Richard Zouch (c. 1590 – 1 March 1661) was an English judge and a Member of Parliament from 1621 to 1624. He was elected Member of Parliament for Hythe in 1621 and later became principal of St. Alban Hall, Oxford. During the English Civil War, he was a Royalist and was appointed by Oliver Cromwell to a special commission of oyer and terminer. Zouch wrote extensive legal texts and was among the earliest systematic writers of international law.

== Early life ==
Zouch was born at Ansty, Wiltshire, the third surviving son of Francis Zouche (d.1600) and Philippa, sixth daughter of George Ludlow of Hill Deverel, Wiltshire.
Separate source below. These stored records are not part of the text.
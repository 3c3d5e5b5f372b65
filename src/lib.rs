//! DriveNow Rentals - backend de gestión de flota y alquileres
//!
//! API REST para administrar vehículos, conductores, solicitudes de alquiler
//! y los documentos con vencimiento de cada uno.

pub mod config;
pub mod controllers;
pub mod database;
pub mod dto;
pub mod middleware;
pub mod models;
pub mod repositories;
pub mod routes;
pub mod services;
pub mod state;
pub mod utils;

use axum::{extract::DefaultBodyLimit, response::Json, routing::get, Router};
use serde_json::json;
use tower_http::compression::CompressionLayer;
use tower_http::trace::TraceLayer;

use crate::middleware::cors::create_cors_layer;
use crate::state::AppState;

/// Tope del body completo de una request; las solicitudes de alquiler
/// llegan como multipart con varias fotos de hasta 5MB cada una.
const MAX_REQUEST_BODY_BYTES: usize = 50 * 1024 * 1024;

/// Arma el router completo de la aplicación.
pub fn build_router(state: AppState) -> Router {
    let api = Router::new()
        .merge(routes::create_vehicle_router())
        .merge(routes::create_driver_router())
        .merge(routes::create_rental_router())
        .merge(routes::create_alert_router())
        .merge(routes::create_auth_router());

    Router::new()
        .route("/health", get(health))
        .nest("/api", api)
        .layer(DefaultBodyLimit::max(MAX_REQUEST_BODY_BYTES))
        .layer(CompressionLayer::new())
        .layer(TraceLayer::new_for_http())
        .layer(create_cors_layer())
        .with_state(state)
}

/// Health check simple
async fn health() -> Json<serde_json::Value> {
    Json(json!({
        "status": "ok",
        "timestamp": chrono::Utc::now().to_rfc3339(),
    }))
}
He was educated at Winchester and afterwards at New College, Oxford, where he was a scholar in 1607, and Fellow in 1609. He graduated as B.C.L. in 1614, and D.C.L. in 1619, was admitted at Doctor's Commons, London, in January 1618, and was appointed Regius Professor of Civil Law at Oxford in 1620. In addition to his university duties, he had a large legal practice in London.

It was apparently in 1622 that he married Sarah, daughter of John Harte of Brill in Oxfordshire, a proctor in Doctors' Commons; having thus vacated his fellowship, he entered himself in 1623 as a fellow commoner at Wadham College.

== Career ==
In 1621 and 1624, through the influence of his cousin Edward la Zouche, 11th Baron Zouche, he was elected member of parliament for Hythe. In 1625 he became principal of St Alban Hall, Oxford.

He took a leading part in William Laud's codification of the statutes of the university (1629–1633). He acted for many years as assessor of the vice-chancellor's court, and in 1632 became chancellor of the diocese of Oxford. In 1641 he was made Judge of the High Court of Admiralty.

During the Civil War, he was a Royalist, though not a pronounced one. Under the Commonwealth, having submitted to the parliamentary visitors, he retained his university appointments, and was appointed by Oliver Cromwell to a special commission of oyer and terminer (consisting of three judges, three civilians, and three laymen, for the trial of Don Pantaleone Sa, the brother of the Portuguese ambassador, for murder committed in a brawl). Zouche was, however, not allowed to retain the judgeship of the admiralty, which was in 1649 conferred on John Exton. He was regarded with some suspicion by both factions.

After the Restoration, he was appointed to the commission which reinstated the professors and Fellows of Oxford who had been removed under the Protectorate of Cromwell. On 4 February 1661, he was restored to his judgeship, though he died soon afterwards at his apartments in Doctors' Commons, London, on 1 March 1661.

==Publications==

===Legal works===
- Elementa jurisprudentiae (1629)
- Descriptio juris et judicii feudalis, secundum consuetudines Mediolani et Normanniae, pro introductione ad juris prudentiam Anglicanam (1634)
- Descriptio juris et judicii temporalis, secundum consuetudines feudales et Normannicas (1636)
- Descriptio juris et judicii ecclesiastici, secundum canones et consuetudines Anglicanas (1636)
- Descriptiones juris et judicii sacri, … militaris, … maritimi (1640)
- Juris et judicii fecialis sive juris inter gentes ... explicatio (1650)
- Solutio quaestionis de legati delinquentis judice competente (1657)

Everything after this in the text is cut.